Das Stadtfest in Taucha steht bevor, der Stadtrat berät heute das dazugehörige Sicherheitskonzept und entscheidet, wer künftig die Grundschüler bekocht. Beim Bachfest gibts am Abend Weltstar Yunchan Lim zu erleben, in der einstigen Baumwollspinnerei eröffnet die traditionsreiche Jahresausstellung.  Wer in Leipzig einen zulassungsbeschränkten Studiengang belegen möchte, muss sich JETZT darum bewerben.

Kunstschau in der Alten Spinnerei

Hier wurde schon genug gesponnen. Längst ist die Leipziger Baumwollspinnerei zum weltweit anerkannten Zentrum der bildenden Kunst geworden. Heute startet dort die nunmehr 32. Jahresausstellung.
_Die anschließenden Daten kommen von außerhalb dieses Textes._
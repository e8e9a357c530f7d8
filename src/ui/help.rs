//! Help Overlay
//!
//! Keyboard reference for every screen.

use super::dialog::centered_rect;
use ratatui::{
    style::{Color, Modifier, Style},
    text::{Line, Span},
    widgets::{Block, Borders, Clear, Paragraph},
    Frame,
};

const SECTIONS: &[(&str, &[(&str, &str)])] = &[
    (
        "Navigation",
        &[
            ("Tab", "Switch between sidebar and table"),
            ("1-8", "Jump to a page"),
            ("j/k, ↑/↓", "Move up/down"),
            ("g/G", "Top/bottom"),
            ("Ctrl+d/u", "Page down/up"),
            ("Enter", "Open page / edit record"),
        ],
    ),
    (
        "Records",
        &[
            ("a", "Add a record"),
            ("e", "Edit selected record"),
            ("d, Del", "Delete selected record"),
            ("R", "Reload section from the server"),
        ],
    ),
    (
        "Forms",
        &[
            ("Tab/Shift+Tab", "Next/previous field"),
            ("←/→", "Change a choice field"),
            ("Ctrl+u", "Clear field"),
            ("Enter", "Save"),
            ("Esc", "Cancel"),
        ],
    ),
    (
        "General",
        &[
            ("n", "Notification history"),
            ("L", "Log out"),
            ("?", "Toggle help"),
            ("q, Ctrl+c", "Quit"),
        ],
    ),
];

pub fn render(f: &mut Frame) {
    let popup_area = centered_rect(60, 80, f.area());
    f.render_widget(Clear, popup_area);

    let key_style = Style::default().fg(Color::Yellow);
    let mut lines = Vec::new();
    for (title, keys) in SECTIONS {
        lines.push(Line::from(Span::styled(
            *title,
            Style::default().add_modifier(Modifier::BOLD),
        )));
        for (key, action) in keys.iter() {
            lines.push(Line::from(vec![
                Span::styled(format!("  {:<16}", key), key_style),
                Span::raw(*action),
            ]));
        }
        lines.push(Line::from(""));
    }
    lines.push(Line::from(Span::styled(
        "Press ?, q or Esc to close",
        Style::default().fg(Color::DarkGray),
    )));

    let block = Block::default()
        .borders(Borders::ALL)
        .border_style(Style::default().fg(Color::Cyan))
        .title(Span::styled(
            " Keyboard Shortcuts ",
            Style::default()
                .fg(Color::Cyan)
                .add_modifier(Modifier::BOLD),
        ));

    f.render_widget(Paragraph::new(lines).block(block), popup_area);
}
In der Werkschauhalle (Spinnereistraße 7) geht es heute ab 20 Uhr los. Bereits am Nachmittag entscheidet eine unabhängige Fachjury über die Vergabe des diesjährigen Kunstpreises, dessen Gewinner bei der Vernissage bekanntgegeben wird.
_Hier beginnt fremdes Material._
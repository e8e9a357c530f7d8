//! Data Sources
//!
//! Where a section's records come from and where its mutations go. The
//! REST implementation talks to the studio backend; tests use the
//! in-memory one.

use super::manager::Mutation;
use super::record::{Record, RecordId, ID_FIELD};
use crate::api::client::ApiClient;
use anyhow::{Context, Result};
use serde_json::Value;
use std::future::Future;
use std::marker::PhantomData;

/// Remote store for one record type
pub trait DataSource<R: Record>: Send + Sync + 'static {
    /// Fetch the whole collection in backend order
    fn list(&self) -> impl Future<Output = Result<Vec<R>>> + Send;

    fn create(&self, record: &R) -> impl Future<Output = Result<()>> + Send;

    fn update(&self, record: &R) -> impl Future<Output = Result<()>> + Send;

    fn delete(&self, id: &RecordId) -> impl Future<Output = Result<()>> + Send;
}

/// Send a manager mutation to its data source
pub async fn persist<R: Record, D: DataSource<R>>(source: &D, mutation: &Mutation<R>) -> Result<()> {
    match mutation {
        Mutation::Create(record) => source.create(record).await,
        Mutation::Update(record) => source.update(record).await,
        Mutation::Delete(id) => source.delete(id).await,
    }
}

/// JSON REST collection at `<base>/<endpoint>`
pub struct RestDataSource<R> {
    client: ApiClient,
    endpoint: String,
    _record: PhantomData<fn() -> R>,
}

impl<R: Record> RestDataSource<R> {
    pub fn new(client: ApiClient, endpoint: &str) -> Self {
        Self {
            client,
            endpoint: endpoint.to_string(),
            _record: PhantomData,
        }
    }
}

/// Decode a list response. Rows that do not fit the record type are
/// skipped so one bad row cannot blank the section.
pub fn parse_collection<R: Record>(body: Value) -> Result<Vec<R>> {
    let rows = match body {
        Value::Null => return Ok(Vec::new()),
        Value::Array(rows) => rows,
        other => anyhow::bail!(
            "Expected a JSON array from the {} endpoint, got {}",
            R::RESOURCE_KEY,
            json_kind(&other)
        ),
    };

    let mut records = Vec::with_capacity(rows.len());
    for row in rows {
        match serde_json::from_value::<R>(row) {
            Ok(record) => records.push(record),
            Err(e) => tracing::warn!("{}: skipping malformed row: {}", R::RESOURCE_KEY, e),
        }
    }
    Ok(records)
}

fn json_kind(value: &Value) -> &'static str {
    match value {
        Value::Null => "null",
        Value::Bool(_) => "a boolean",
        Value::Number(_) => "a number",
        Value::String(_) => "a string",
        Value::Array(_) => "an array",
        Value::Object(_) => "an object",
    }
}

/// Create payload: every field except the client-side id
fn create_body<R: Record>(record: &R) -> Result<Value> {
    let mut body = serde_json::to_value(record).context("Failed to serialize record")?;
    if let Value::Object(ref mut map) = body {
        map.remove(ID_FIELD);
    }
    Ok(body)
}

impl<R: Record> DataSource<R> for RestDataSource<R> {
    async fn list(&self) -> Result<Vec<R>> {
        let url = self.client.endpoint_url(&self.endpoint);
        let body = self.client.get(&url).await?;
        parse_collection(body)
    }

    async fn create(&self, record: &R) -> Result<()> {
        let url = self.client.endpoint_url(&self.endpoint);
        let body = create_body(record)?;
        self.client.post(&url, &body).await?;
        Ok(())
    }

    async fn update(&self, record: &R) -> Result<()> {
        let url = self.client.record_url(&self.endpoint, &record.id().to_string());
        let body = serde_json::to_value(record).context("Failed to serialize record")?;
        self.client.put(&url, &body).await?;
        Ok(())
    }

    async fn delete(&self, id: &RecordId) -> Result<()> {
        let url = self.client.record_url(&self.endpoint, &id.to_string());
        self.client.delete(&url).await?;
        Ok(())
    }
}


#[cfg(test)]
mod tests {
    use super::*;
    use crate::resource::record::{merge_record, Collection, Contact, Expenditure};
    use serde_json::json;
    use wiremock::matchers::{body_partial_json, method, path};
    use wiremock::{Mock, MockServer, Request, ResponseTemplate};

    fn source<R: Record>(server: &MockServer, endpoint: &str) -> RestDataSource<R> {
        let client = ApiClient::new(&format!("{}/api", server.uri()), None).unwrap();
        RestDataSource::new(client, endpoint)
    }

    fn contact(id: &str, name: &str) -> Contact {
        serde_json::from_value(json!({"id": id, "fullName": name, "createdAt": "2024-01-01"}))
            .unwrap()
    }

    #[test]
    fn test_null_body_is_an_empty_collection() {
        let records: Vec<Contact> = parse_collection(Value::Null).unwrap();
        assert!(records.is_empty());
    }

    #[test]
    fn test_object_body_is_rejected() {
        let result: Result<Vec<Contact>> = parse_collection(json!({"error": "nope"}));
        assert!(result.is_err());
    }

    #[test]
    fn test_malformed_rows_are_skipped() {
        let records: Vec<Contact> = parse_collection(json!([
            {"id": "1", "fullName": "A"},
            {"fullName": "no id"},
            {"id": 3, "fullName": "C"}
        ]))
        .unwrap();

        let ids: Vec<&RecordId> = records.iter().map(|r| &r.id).collect();
        assert_eq!(ids, vec![&RecordId::from("1"), &RecordId::Num(3)]);
    }

    #[tokio::test]
    async fn test_list_reads_endpoint_in_order() {
        let server = MockServer::start().await;
        Mock::given(method("GET"))
            .and(path("/api/Contact"))
            .respond_with(ResponseTemplate::new(200).set_body_json(json!([
                {"id": "b", "fullName": "Second"},
                {"id": "a", "fullName": "First"}
            ])))
            .mount(&server)
            .await;

        let records = source::<Contact>(&server, "Contact").list().await.unwrap();

        assert_eq!(records.len(), 2);
        assert_eq!(records[0].full_name, "Second");
        assert_eq!(records[1].full_name, "First");
    }

    #[tokio::test]
    async fn test_create_posts_without_local_id() {
        let server = MockServer::start().await;
        Mock::given(method("POST"))
            .and(path("/api/Contact"))
            .and(body_partial_json(json!({"fullName": "Rahim", "createdAt": "2024-01-01"})))
            .respond_with(ResponseTemplate::new(201).set_body_json(json!({"id": "srv-1"})))
            .expect(1)
            .mount(&server)
            .await;

        source::<Contact>(&server, "Contact")
            .create(&contact("local-1", "Rahim"))
            .await
            .unwrap();

        let requests: Vec<Request> = server.received_requests().await.unwrap();
        let body: Value = serde_json::from_slice(&requests[0].body).unwrap();
        assert!(body.get("id").is_none());
    }

    #[tokio::test]
    async fn test_update_puts_full_record_to_id_path() {
        let server = MockServer::start().await;
        Mock::given(method("PUT"))
            .and(path("/api/Expenditure/42"))
            .and(body_partial_json(json!({
                "id": 42,
                "title": "Studio rent",
                "expenditure": "expenditure"
            })))
            .respond_with(ResponseTemplate::new(200))
            .expect(1)
            .mount(&server)
            .await;

        let record: Expenditure = serde_json::from_value(json!({
            "id": 42,
            "title": "Studio rent",
            "amount": 1200,
            "expenditure": "expenditure"
        }))
        .unwrap();

        source::<Expenditure>(&server, "Expenditure")
            .update(&record)
            .await
            .unwrap();
    }

    #[tokio::test]
    async fn test_edited_record_keeps_numeric_id_on_the_wire() {
        let server = MockServer::start().await;
        Mock::given(method("PUT"))
            .and(path("/api/Collection/42"))
            .respond_with(ResponseTemplate::new(200))
            .expect(1)
            .mount(&server)
            .await;

        let fetched: Collection =
            serde_json::from_value(json!({"id": 42, "name": "Rahim advance", "amount": 15200}))
                .unwrap();
        let delta = json!({"name": "Rahim final"}).as_object().cloned().unwrap();
        let edited = merge_record(&fetched, &delta).unwrap();

        persist(
            &source::<Collection>(&server, "Collection"),
            &Mutation::Update(edited),
        )
        .await
        .unwrap();

        let requests: Vec<Request> = server.received_requests().await.unwrap();
        let body: Value = serde_json::from_slice(&requests[0].body).unwrap();
        assert_eq!(body["id"], json!(42));
        assert_eq!(body["name"], "Rahim final");
    }

    #[tokio::test]
    async fn test_persist_delete_reports_backend_failure() {
        let server = MockServer::start().await;
        Mock::given(method("DELETE"))
            .and(path("/api/Contact/7"))
            .respond_with(ResponseTemplate::new(404))
            .mount(&server)
            .await;

        let rest = source::<Contact>(&server, "Contact");
        let result = persist(&rest, &Mutation::Delete(RecordId::Num(7))).await;

        let err = result.unwrap_err();
        assert!(err.to_string().contains("404"));
    }
}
Der Preis ist mit 10.000 Euro dotiert und wird in diesem Jahr aus Anlass des 100. Geburtstags des Leipziger Schriftstellers Erich Loest (1926–2013) vergeben. Gestiftet wird er von der Sparkasse Leipzig, der Elke-und-Thomas-Loest-Stiftung sowie der Doris-Günther-Stiftung. Zur Jury gehören Hans-Hendrik Grimmling, Katharina Immekus, Annegret Richter, Conny Dietrich und Julia Dünkel. 34 Künstlerinnen und Künstler präsentieren Arbeiten aus Malerei, Fotografie, Grafik, Installation, Plastik, Skulptur und Medienkunst.
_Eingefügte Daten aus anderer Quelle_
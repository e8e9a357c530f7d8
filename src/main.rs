mod api;
mod app;
mod auth;
mod config;
mod event;
mod notification;
mod resource;
mod ui;

/// Version injected at compile time via LENSCRAFT_VERSION env var (set by CI/CD),
/// or the crate version for local builds.
pub const VERSION: &str = match option_env!("LENSCRAFT_VERSION") {
    Some(v) => v,
    None => env!("CARGO_PKG_VERSION"),
};

use anyhow::{Context, Result};
use api::client::ApiClient;
use app::App;
use auth::{AuthService, FileSessionStore, MemorySessionStore, SessionStore, StaticCredentialAuth};
use clap::{Parser, ValueEnum};
use config::Config;
use crossterm::{
    event::{poll, read, DisableMouseCapture, EnableMouseCapture, Event, KeyCode, KeyModifiers},
    execute,
    terminal::{disable_raw_mode, enable_raw_mode, EnterAlternateScreen, LeaveAlternateScreen},
};
use ratatui::prelude::*;
use std::io;
use std::path::PathBuf;
use std::time::Duration;
use tracing::Level;
use tracing_subscriber::fmt::writer::MakeWriterExt;
use ui::splash::{render as render_splash, SplashState};

const STARTUP_STEPS: usize = 4;

/// Terminal admin console for the Asha LensCraft studio
#[derive(Parser, Debug)]
#[command(name = "lenscraft", version, about, long_about = None)]
struct Args {
    /// Base URL of the studio REST API (overrides env and config)
    #[arg(short, long)]
    api_url: Option<String>,

    /// Log level for debugging
    #[arg(long, value_enum, default_value = "off")]
    log_level: LogLevel,

    /// Forget any stored session and show the login screen
    #[arg(long)]
    logout: bool,
}

#[derive(Debug, Clone, Copy, ValueEnum)]
enum LogLevel {
    Off,
    Error,
    Warn,
    Info,
    Debug,
    Trace,
}

impl LogLevel {
    fn to_tracing_level(self) -> Option<Level> {
        match self {
            LogLevel::Off => None,
            LogLevel::Error => Some(Level::ERROR),
            LogLevel::Warn => Some(Level::WARN),
            LogLevel::Info => Some(Level::INFO),
            LogLevel::Debug => Some(Level::DEBUG),
            LogLevel::Trace => Some(Level::TRACE),
        }
    }
}

fn setup_logging(
    level: LogLevel,
    log_path: &std::path::Path,
) -> Result<Option<tracing_appender::non_blocking::WorkerGuard>> {
    let Some(tracing_level) = level.to_tracing_level() else {
        return Ok(None);
    };

    if let Some(parent) = log_path.parent() {
        let _ = std::fs::create_dir_all(parent);
    }

    let file = std::fs::OpenOptions::new()
        .create(true)
        .append(true)
        .open(log_path)
        .with_context(|| format!("Failed to open log file {}", log_path.display()))?;

    let (non_blocking, guard) = tracing_appender::non_blocking(file);

    tracing_subscriber::fmt()
        .with_max_level(tracing_level)
        .with_writer(non_blocking.with_max_level(tracing_level))
        .with_ansi(false)
        .with_target(true)
        .with_thread_ids(false)
        .with_file(true)
        .with_line_number(true)
        .init();

    tracing::info!("lenscraft started with log level: {:?}", level);
    tracing::info!("Log file: {:?}", log_path);

    Ok(Some(guard))
}

fn get_log_path() -> PathBuf {
    if let Some(dir) = config::config_dir() {
        return dir.join("lenscraft.log");
    }
    if let Some(home) = dirs::home_dir() {
        return home.join(".lenscraft").join("lenscraft.log");
    }
    PathBuf::from("lenscraft.log")
}

#[tokio::main]
async fn main() -> Result<()> {
    let args = Args::parse();

    let log_path = get_log_path();
    let _log_guard = setup_logging(args.log_level, &log_path)?;

    // Setup terminal
    enable_raw_mode()?;
    let mut stdout = io::stdout();
    execute!(stdout, EnterAlternateScreen, EnableMouseCapture)?;
    let backend = CrosstermBackend::new(stdout);
    let mut terminal = Terminal::new(backend)?;

    let result = initialize_with_splash(&mut terminal, &args).await;

    match result {
        Ok(Some(app)) => {
            let mut app = app
                .with_config_path(Config::config_path())
                .with_log_path(Some(log_path));
            let run_result = run_app(&mut terminal, &mut app);
            cleanup_terminal(&mut terminal)?;

            if let Err(err) = run_result {
                eprintln!("Error: {err:?}");
            }
        },
        Ok(None) => {
            cleanup_terminal(&mut terminal)?;
        },
        Err(err) => {
            cleanup_terminal(&mut terminal)?;
            eprintln!("Initialization error: {err:?}");
        },
    }

    Ok(())
}

fn cleanup_terminal<B: Backend + std::io::Write>(terminal: &mut Terminal<B>) -> Result<()>
where
    B::Error: Send + Sync + 'static,
{
    disable_raw_mode()?;
    execute!(
        terminal.backend_mut(),
        LeaveAlternateScreen,
        DisableMouseCapture
    )?;
    terminal.show_cursor()?;
    Ok(())
}

/// Build the auth service, falling back to an in-memory session when
/// there is no config directory to persist into.
fn build_auth(config: &Config, forget_session: bool) -> Box<dyn AuthService + Send> {
    let credentials = config.credentials();
    if credentials.is_none() {
        tracing::warn!("No operator credentials configured; login will be refused");
    }

    match FileSessionStore::default_location() {
        Some(store) => {
            if forget_session {
                if let Err(e) = store.clear() {
                    tracing::warn!("Failed to clear stored session: {}", e);
                }
            }
            Box::new(StaticCredentialAuth::new(credentials, store))
        },
        None => {
            tracing::warn!("No config directory; session will not persist");
            Box::new(StaticCredentialAuth::new(
                credentials,
                MemorySessionStore::default(),
            ))
        },
    }
}

async fn initialize_with_splash<B: Backend>(
    terminal: &mut Terminal<B>,
    args: &Args,
) -> Result<Option<App>>
where
    B::Error: Send + Sync + 'static,
{
    let mut splash = SplashState::new(STARTUP_STEPS);

    terminal.draw(|f| render_splash(f, &splash))?;

    if check_abort()? {
        return Ok(None);
    }

    // Step 1: Load configuration
    splash.set_message("Loading configuration");
    terminal.draw(|f| render_splash(f, &splash))?;
    let config = Config::load();
    splash.complete_step();

    if check_abort()? {
        return Ok(None);
    }

    // Step 2: Resolve the API endpoint
    let api_url = config.effective_api_url(args.api_url.as_deref());
    tracing::info!("Using API: {}", api_url);
    splash.set_message(&format!("Connecting to {}", api_url));
    terminal.draw(|f| render_splash(f, &splash))?;

    let client = match ApiClient::new(&api_url, config.effective_token()) {
        Ok(client) => client,
        Err(e) => {
            splash.set_message(&format!("Error: {}", e));
            terminal.draw(|f| render_splash(f, &splash))?;
            tokio::time::sleep(Duration::from_secs(2)).await;
            return Err(e);
        },
    };
    splash.complete_step();

    if check_abort()? {
        return Ok(None);
    }

    // Step 3: Restore session
    splash.set_message("Restoring session");
    terminal.draw(|f| render_splash(f, &splash))?;
    let auth = build_auth(&config, args.logout);
    splash.complete_step();

    if check_abort()? {
        return Ok(None);
    }

    // Step 4: Sections
    splash.set_message("Preparing sections");
    terminal.draw(|f| render_splash(f, &splash))?;
    let sections = resource::section::rest_sections(&client)?;
    splash.complete_step();

    splash.set_message("Ready!");
    terminal.draw(|f| render_splash(f, &splash))?;
    tokio::time::sleep(Duration::from_millis(200)).await;

    Ok(Some(App::new(config, api_url, auth, sections)))
}

fn check_abort() -> Result<bool> {
    if poll(Duration::from_millis(50))? {
        if let Event::Key(key) = read()? {
            if key.code == KeyCode::Char('c') && key.modifiers.contains(KeyModifiers::CONTROL) {
                return Ok(true);
            }
        }
    }
    Ok(false)
}

fn run_app<B: Backend>(terminal: &mut Terminal<B>, app: &mut App) -> Result<()>
where
    B::Error: Send + Sync + 'static,
{
    loop {
        app.tick();
        terminal.draw(|f| ui::render(f, app))?;

        if event::handle_events(app)? {
            return Ok(());
        }
    }
}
Die Leipziger Jahresausstellung zählt zu den traditionsreichsten Kunstformaten der Stadt. Ihre Geschichte reicht bis ins Jahr 1910 zurück, zwei Jahre später wurde eigens der Verein Leipziger Jahresausstellung gegründet. Zu den Initiatoren gehörte einst Max Klinger. In den frühen Ausstellungen waren unter anderem Pablo Picasso, Henri Matisse, Claude Monet, Käthe Kollwitz, Max Beckmann und Auguste Rodin vertreten. Nach dem Ende der historischen Reihe 1927 wurde die Tradition 1992 wiederbelebt und seitdem mit einer jährlichen Überblicksschau zeitgenössischer Leipziger Kunst fortgeführt.

Die Ausstellung ist nach der heutigen Eröffnung vom 19. Juni bis 11. Juli zu sehen. Der Eintritt zur Vernissage und während der gesamten Laufzeit ist frei. Die Leipziger Baumwollspinnerei ist mit öffentlichen Verkehrsmitteln gut erreichbar. Vom Hauptbahnhof fährt die S-Bahn-Linie S1 in Richtung Miltitzer Allee bis zum S-Bahnhof Plagwitz, von dort sind es nur wenige Gehminuten über die Spinnereistraße bis zum Ausstellungsgelände. Alternativ verkehrt die Straßenbahnlinie 14 ebenfalls bis zum S-Bahnhof Plagwitz.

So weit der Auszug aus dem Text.